Отправившись за новой бутылкой, я прохожу через гостиную, где, лежа на канапе, Рауль, словно удочку, держит пульт дистанционного управления. Но вопреки обыкновению он не переключается с канала на канал. Он внимательно смотрит передачу, в которой дети разведенных родителей выбирают идеального жениха для своей матери. Дети подвергают каждого претендента следующим испытаниям: какую песню он споет ей, чтобы соблазнить, сколько времени продержится на роликах, как исполняет рэп, во что будет с ними играть, пока она на работе... Они выставляют оценки. Мать слушает из-за кулис и появляется в конце, чтобы посмотреть, какого кандидата ей выбрали детишки. Несколько раз, когда мы прежде смотрели эту глупость втроем, мы потешались. Теперь слезы текут у него из глаз, я вижу это в висящем над камином зеркале.

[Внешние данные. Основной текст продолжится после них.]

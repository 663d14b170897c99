//! Roll-ups and reshaping of finished aggregates.

use std::collections::BTreeMap;

use closure_risk_geography_models::{GeographyLevel, state_fips_of};
use closure_risk_population_models::GeographyYearAggregate;

use crate::aggregator::{from_fixed, to_fixed};

/// Sums county aggregates into state aggregates by FIPS prefix.
///
/// State-level inputs pass through unchanged (and are summed with any
/// counties of the same state). Keys that do not belong to one of the 50
/// states + DC are dropped.
#[must_use]
pub fn rollup_to_states(aggregates: &[GeographyYearAggregate]) -> Vec<GeographyYearAggregate> {
    let mut sums: BTreeMap<(&'static str, i32), (i128, BTreeMap<&str, i128>)> = BTreeMap::new();
    let mut dropped = 0usize;

    for agg in aggregates {
        let Some(state) = state_fips_of(&agg.geography_id) else {
            dropped += 1;
            continue;
        };

        let (total, subtotals) = sums.entry((state, agg.year)).or_default();
        *total = total.saturating_add(to_fixed(agg.total));
        for (name, value) in &agg.subtotals {
            let sum = subtotals.entry(name.as_str()).or_default();
            *sum = sum.saturating_add(to_fixed(*value));
        }
    }

    if dropped > 0 {
        log::debug!("State roll-up dropped {dropped} aggregates outside the 50 states + DC");
    }

    sums.into_iter()
        .map(|((state, year), (total, subtotals))| GeographyYearAggregate {
            geography_id: state.to_string(),
            year,
            total: from_fixed(total),
            subtotals: subtotals
                .into_iter()
                .map(|(name, sum)| (name.to_string(), from_fixed(sum)))
                .collect(),
        })
        .collect()
}

/// Returns `true` if every aggregate is already keyed at state level.
#[must_use]
pub fn is_state_level(aggregates: &[GeographyYearAggregate]) -> bool {
    aggregates
        .iter()
        .all(|a| GeographyLevel::of(&a.geography_id) == GeographyLevel::State)
}

/// Pivots aggregates into one sparse `{year: value}` series per geography
/// for the named metric (`"total"` or a subtotal name).
///
/// Aggregates lacking the metric are skipped.
#[must_use]
pub fn metric_series(
    aggregates: &[GeographyYearAggregate],
    metric: &str,
) -> BTreeMap<String, BTreeMap<i32, f64>> {
    let mut out: BTreeMap<String, BTreeMap<i32, f64>> = BTreeMap::new();
    for agg in aggregates {
        if let Some(value) = agg.metric(metric) {
            out.entry(agg.geography_id.clone())
                .or_default()
                .insert(agg.year, value);
        }
    }
    out
}

#[cfg(test)]
mod tests {
    use super::*;

    fn agg(geo: &str, year: i32, total: f64, elder: f64) -> GeographyYearAggregate {
        GeographyYearAggregate {
            geography_id: geo.to_string(),
            year,
            total,
            subtotals: BTreeMap::from([("65plus".to_string(), elder)]),
        }
    }

    #[test]
    fn rolls_counties_into_states() {
        let counties = vec![
            agg("06001", 2030, 100.0, 10.0),
            agg("06003", 2030, 50.5, 5.25),
            agg("26163", 2030, 70.0, 7.0),
            agg("72001", 2030, 999.0, 99.0),
            agg("06001", 2040, 90.0, 12.0),
        ];
        let states = rollup_to_states(&counties);

        assert_eq!(states.len(), 3);
        assert!(is_state_level(&states));
        assert!(!is_state_level(&counties));

        let ca_2030 = &states[0];
        assert_eq!(ca_2030.geography_id, "06");
        assert_eq!(ca_2030.year, 2030);
        assert!((ca_2030.total - 150.5).abs() < 1e-9);
        assert!((ca_2030.metric("65plus").unwrap() - 15.25).abs() < 1e-9);

        assert_eq!(states[1].geography_id, "06");
        assert_eq!(states[1].year, 2040);
        assert_eq!(states[2].geography_id, "26");
    }

    #[test]
    fn pivots_metric_series() {
        let aggs = vec![
            agg("06", 2020, 100.0, 10.0),
            agg("06", 2030, 120.0, 20.0),
            agg("26", 2020, 80.0, 8.0),
        ];

        let totals = metric_series(&aggs, "total");
        assert_eq!(totals["06"].len(), 2);
        assert!((totals["06"][&2030] - 120.0).abs() < f64::EPSILON);

        let elder = metric_series(&aggs, "65plus");
        assert!((elder["26"][&2020] - 8.0).abs() < f64::EPSILON);

        assert!(metric_series(&aggs, "85plus").is_empty());
    }
}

Я дохожу до кухни, так, словно ничего не заметил, и он не замечает меня. Проверяю, как жарится телятина — пригоревшая, несмотря на два литра соуса. Луизетта выбрала сегодняшний день, чтобы устроить свой ежемесячный приступ подагры, и я снова слышу голос старости, убедившись, что потерял сноровку на кухне. Ингрид присоединяется ко мне, беспокойным взглядом указывая на дверь. Когда мы возвращаемся в гостиную, мальчик выключает телевизор и отправляется вверх по лестнице, заявив, что хочет спать.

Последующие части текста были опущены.